= Ling Liu (computer scientist) =

Chinese-American computer scientist

Ling Liu is a Chinese-American computer scientist whose research involves databases, distributed systems for big data, and privacy and trust issues in peer-to-peer networks and cloud computing. She is a professor in the Georgia Institute of Technology School of Computer Science.

==Education and career==
Liu completed a Ph.D. at Tilburg University in the Netherlands in 1993, with the dissertation A Formal Approach to Structure, Algebra, and Communication Behavior of Complex Objects supervised by Robert Meersman.

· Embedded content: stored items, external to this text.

//! Reconnecting WebSocket client

use super::{WsConfig, WsError, WsMessage};
use futures_util::{SinkExt, StreamExt};
use tokio::sync::mpsc;
use tokio::time::sleep;
use tokio_tungstenite::{connect_async, tungstenite::Message};

/// WebSocket client with automatic reconnection and exponential backoff
pub struct WsClient {
    config: WsConfig,
}

impl WsClient {
    /// Create a new WebSocket client with the given configuration
    pub fn new(config: WsConfig) -> Self {
        Self { config }
    }

    /// Connect and return a message receiver plus an outbound sender
    ///
    /// Spawns a background task owning the connection. The consumer gets a
    /// `Connected` message after every (re)connect and is expected to send
    /// its subscription payload through the returned sender.
    pub fn connect(&self) -> (mpsc::Receiver<WsMessage>, mpsc::Sender<String>) {
        let (msg_tx, msg_rx) = mpsc::channel(1024);
        let (send_tx, send_rx) = mpsc::channel(256);
        let config = self.config.clone();

        tokio::spawn(async move {
            if let Err(e) = run_connection_loop(config, msg_tx, send_rx).await {
                tracing::error!(error = %e, "WebSocket connection loop failed");
            }
        });

        (msg_rx, send_tx)
    }
}

/// Run the connection loop with automatic reconnection
async fn run_connection_loop(
    config: WsConfig,
    tx: mpsc::Sender<WsMessage>,
    mut send_rx: mpsc::Receiver<String>,
) -> Result<(), WsError> {
    let mut reconnect_attempts = 0;
    let mut reconnect_delay = config.initial_reconnect_delay;

    loop {
        match connect_and_stream(&config, &tx, &mut send_rx).await {
            Ok(()) => {
                tracing::info!("WebSocket connection closed cleanly");
                let _ = tx.send(WsMessage::Disconnected).await;
                break;
            }
            Err(e) => {
                reconnect_attempts += 1;
                tracing::warn!(
                    error = %e,
                    attempt = reconnect_attempts,
                    "WebSocket connection error, reconnecting..."
                );

                // Check max reconnects (0 = infinite)
                if config.max_reconnect_attempts > 0
                    && reconnect_attempts >= config.max_reconnect_attempts
                {
                    tracing::error!("Max reconnection attempts reached");
                    let _ = tx.send(WsMessage::Disconnected).await;
                    return Err(WsError::MaxReconnectsExceeded);
                }

                // Receiver dropped means nobody is listening any more
                if tx.is_closed() {
                    tracing::info!("Receiver dropped, stopping reconnection");
                    break;
                }

                let _ = tx
                    .send(WsMessage::Reconnecting {
                        attempt: reconnect_attempts,
                    })
                    .await;

                sleep(reconnect_delay).await;
                reconnect_delay = (reconnect_delay * 2).min(config.max_reconnect_delay);
            }
        }
    }

    Ok(())
}

/// One connection lifetime: stream frames until the socket dies
async fn connect_and_stream(
    config: &WsConfig,
    tx: &mpsc::Sender<WsMessage>,
    send_rx: &mut mpsc::Receiver<String>,
) -> Result<(), WsError> {
    let (stream, _) = connect_async(&config.url)
        .await
        .map_err(|e| WsError::ConnectionFailed(e.to_string()))?;

    let (mut sink, mut source) = stream.split();

    if tx.send(WsMessage::Connected).await.is_err() {
        return Ok(());
    }

    let mut send_closed = false;
    loop {
        tokio::select! {
            frame = source.next() => {
                match frame {
                    Some(Ok(Message::Text(text))) => {
                        if tx.send(WsMessage::Text(text.to_string())).await.is_err() {
                            return Ok(());
                        }
                    }
                    Some(Ok(Message::Ping(payload))) => {
                        if sink.send(Message::Pong(payload)).await.is_err() {
                            return Err(WsError::ConnectionFailed("pong failed".to_string()));
                        }
                    }
                    Some(Ok(Message::Close(_))) | None => {
                        return Err(WsError::ConnectionFailed("stream closed".to_string()));
                    }
                    Some(Ok(_)) => {}
                    Some(Err(e)) => {
                        return Err(WsError::ConnectionFailed(e.to_string()));
                    }
                }
            }
            outbound = send_rx.recv(), if !send_closed => {
                match outbound {
                    Some(payload) => {
                        if sink.send(Message::text(payload)).await.is_err() {
                            return Err(WsError::ConnectionFailed("send failed".to_string()));
                        }
                    }
                    // Sender dropped: keep streaming inbound frames
                    None => send_closed = true,
                }
            }
        }
    }
}
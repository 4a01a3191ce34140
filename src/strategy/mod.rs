//! Strategy model
//!
//! A strategy is one live-trading subscription: it mirrors a simulated
//! signal source with real capital and carries the per-strategy capital
//! ledger fields. Rows are created on subscription, mutated by every core
//! component, and never deleted (soft-deactivated via `is_active`).

use crate::config::{StrategyDefaults, StrategySeed};
use chrono::{DateTime, NaiveDate, Utc};
use rust_decimal::Decimal;
use rust_decimal_macros::dec;
use serde::{Deserialize, Serialize};
use uuid::Uuid;

/// Strategy identifier
pub type StrategyId = Uuid;

/// Per-signal sizing policy
#[derive(Debug, Clone, PartialEq, Eq, Serialize, Deserialize)]
#[serde(tag = "mode", rename_all = "lowercase")]
pub enum SizingPolicy {
    /// Same dollar amount for every signal
    Fixed { amount: Decimal },
    /// Fraction of current equity, bounded by a maximum fraction and an
    /// absolute dollar cap
    Fraction {
        fraction: Decimal,
        max_fraction: Decimal,
        cap: Decimal,
    },
}

/// Why a strategy was paused
#[derive(Debug, Clone, PartialEq, Serialize, Deserialize)]
pub enum PauseReason {
    /// Drawdown reached the circuit-breaker threshold
    DrawdownLimit(Decimal),
    /// Too many consecutive resolved losses
    ConsecutiveLosses(u32),
    /// Realized loss for the current UTC day exceeded the limit
    DailyLossLimit(Decimal),
    /// Operator-issued pause
    Manual(String),
}

impl std::fmt::Display for PauseReason {
    fn fmt(&self, f: &mut std::fmt::Formatter<'_>) -> std::fmt::Result {
        match self {
            PauseReason::DrawdownLimit(pct) => write!(f, "drawdown reached {}", pct),
            PauseReason::ConsecutiveLosses(n) => write!(f, "{} consecutive losses", n),
            PauseReason::DailyLossLimit(loss) => write!(f, "daily loss reached {}", loss),
            PauseReason::Manual(reason) => write!(f, "manual: {}", reason),
        }
    }
}

/// A live mirroring subscription with its capital ledger
#[derive(Debug, Clone, Serialize, Deserialize)]
pub struct Strategy {
    /// Strategy identifier
    pub id: StrategyId,
    /// Owning user
    pub owner: String,
    /// Wallet used for live orders
    pub wallet_address: String,
    /// Identifier of the simulated strategy being copied
    pub mirrored_source: String,

    /// Capital committed at subscription time
    pub initial_capital: Decimal,
    /// Cash free for new signals
    pub available_cash: Decimal,
    /// Cash reserved against pending/open orders
    pub locked_capital: Decimal,
    /// Cash held out of circulation while paused
    pub cooldown_capital: Decimal,

    /// Hours a pause lasts before automatic resume
    pub cooldown_hours: i64,
    /// Optional spend ceiling per UTC day
    pub daily_budget: Option<Decimal>,
    /// Spend accumulated in the current UTC-day bucket
    pub daily_spent: Decimal,
    /// UTC day the bucket belongs to; a new day resets the bucket
    pub daily_spent_date: NaiveDate,

    /// Smallest order the gate will approve
    pub min_order_size: Decimal,
    /// Largest order the gate will approve
    pub max_order_size: Decimal,
    /// How to size an approved signal
    pub sizing: SizingPolicy,
    /// How far the limit price may cross the signal price
    pub slippage_tolerance: Decimal,

    /// Drawdown fraction that trips the circuit breaker
    pub circuit_breaker_loss_pct: Decimal,
    /// Optional realized-loss ceiling per UTC day
    pub max_daily_loss: Option<Decimal>,
    /// Optional consecutive-loss ceiling
    pub max_consecutive_losses: Option<u32>,

    /// Highest equity observed
    pub peak_equity: Decimal,
    /// Drawdown from initial capital, recomputed by reconciliation
    pub current_drawdown_pct: Decimal,

    /// Soft-delete flag; inactive strategies are skipped everywhere
    pub is_active: bool,
    /// Circuit-breaker / operator pause flag
    pub is_paused: bool,
    /// Why the strategy is paused
    pub pause_reason: Option<PauseReason>,
    /// When the pause started
    pub paused_at: Option<DateTime<Utc>>,

    /// Subscription timestamp
    pub created_at: DateTime<Utc>,
}

impl Strategy {
    /// Create a new strategy with all capital available
    pub fn new(
        owner: impl Into<String>,
        wallet_address: impl Into<String>,
        mirrored_source: impl Into<String>,
        initial_capital: Decimal,
        sizing: SizingPolicy,
    ) -> Self {
        let now = Utc::now();
        Self {
            id: Uuid::new_v4(),
            owner: owner.into(),
            wallet_address: wallet_address.into(),
            mirrored_source: mirrored_source.into(),
            initial_capital,
            available_cash: initial_capital,
            locked_capital: dec!(0),
            cooldown_capital: dec!(0),
            cooldown_hours: 24,
            daily_budget: None,
            daily_spent: dec!(0),
            daily_spent_date: now.date_naive(),
            min_order_size: dec!(1),
            max_order_size: dec!(500),
            sizing,
            slippage_tolerance: dec!(0.02),
            circuit_breaker_loss_pct: dec!(0.20),
            max_daily_loss: None,
            max_consecutive_losses: None,
            peak_equity: initial_capital,
            current_drawdown_pct: dec!(0),
            is_active: true,
            is_paused: false,
            pause_reason: None,
            paused_at: None,
            created_at: now,
        }
    }

    /// Build a strategy from a config seed, filling gaps from defaults
    pub fn from_seed(seed: &StrategySeed, defaults: &StrategyDefaults) -> Self {
        let max_order_size = seed.max_order_size.unwrap_or(defaults.max_order_size);
        let sizing = match (seed.fixed_amount, seed.fraction) {
            (Some(amount), _) => SizingPolicy::Fixed { amount },
            (None, Some(fraction)) => SizingPolicy::Fraction {
                fraction,
                max_fraction: dec!(0.25),
                cap: max_order_size,
            },
            // No sizing configured: mirror at a tenth of capital per signal
            (None, None) => SizingPolicy::Fraction {
                fraction: dec!(0.10),
                max_fraction: dec!(0.25),
                cap: max_order_size,
            },
        };

        let mut strategy = Self::new(
            seed.owner.clone(),
            seed.wallet_address.clone(),
            seed.mirrored_source.clone(),
            seed.initial_capital,
            sizing,
        );
        strategy.min_order_size = defaults.min_order_size;
        strategy.max_order_size = max_order_size;
        strategy.slippage_tolerance = seed
            .slippage_tolerance
            .unwrap_or(defaults.slippage_tolerance);
        strategy.circuit_breaker_loss_pct = seed
            .circuit_breaker_loss_pct
            .unwrap_or(defaults.circuit_breaker_loss_pct);
        strategy.cooldown_hours = seed.cooldown_hours.unwrap_or(defaults.cooldown_hours);
        strategy.daily_budget = seed.daily_budget;
        strategy.max_daily_loss = seed.max_daily_loss;
        strategy.max_consecutive_losses = seed.max_consecutive_losses;
        strategy
    }

    /// Total capital on the books: free + locked + cooldown
    pub fn equity(&self) -> Decimal {
        self.available_cash + self.locked_capital + self.cooldown_capital
    }

    /// Whether the risk gate may approve signals for this strategy
    pub fn is_tradeable(&self) -> bool {
        self.is_active && !self.is_paused
    }

    /// Daily budget left for the given UTC day, if a budget is configured
    pub fn daily_budget_remaining(&self, today: NaiveDate) -> Option<Decimal> {
        let budget = self.daily_budget?;
        let spent = if self.daily_spent_date == today {
            self.daily_spent
        } else {
            dec!(0)
        };
        Some((budget - spent).max(dec!(0)))
    }
}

After postdoctoral research at Goethe University Frankfurt in Germany, she worked in Canada as an assistant professor at the University of Alberta from 1994 to 1998. She was an assistant and associate professor at the Oregon Graduate Institute (now part of the Oregon Health & Science University) from 1997 to 1999 before taking her present position at Georgia Tech in 1999.

==Recognition==
Liu was a 2012 recipient of the Edward J. McCluskey Technical Achievement Award of the IEEE Computer Society, "for pioneering contributions to novel internet data management and decentralized trust management". She was named as an IEEE Fellow, in the 2015 class of fellows, "for her contributions to scalable Internet data management and decentralized trust management".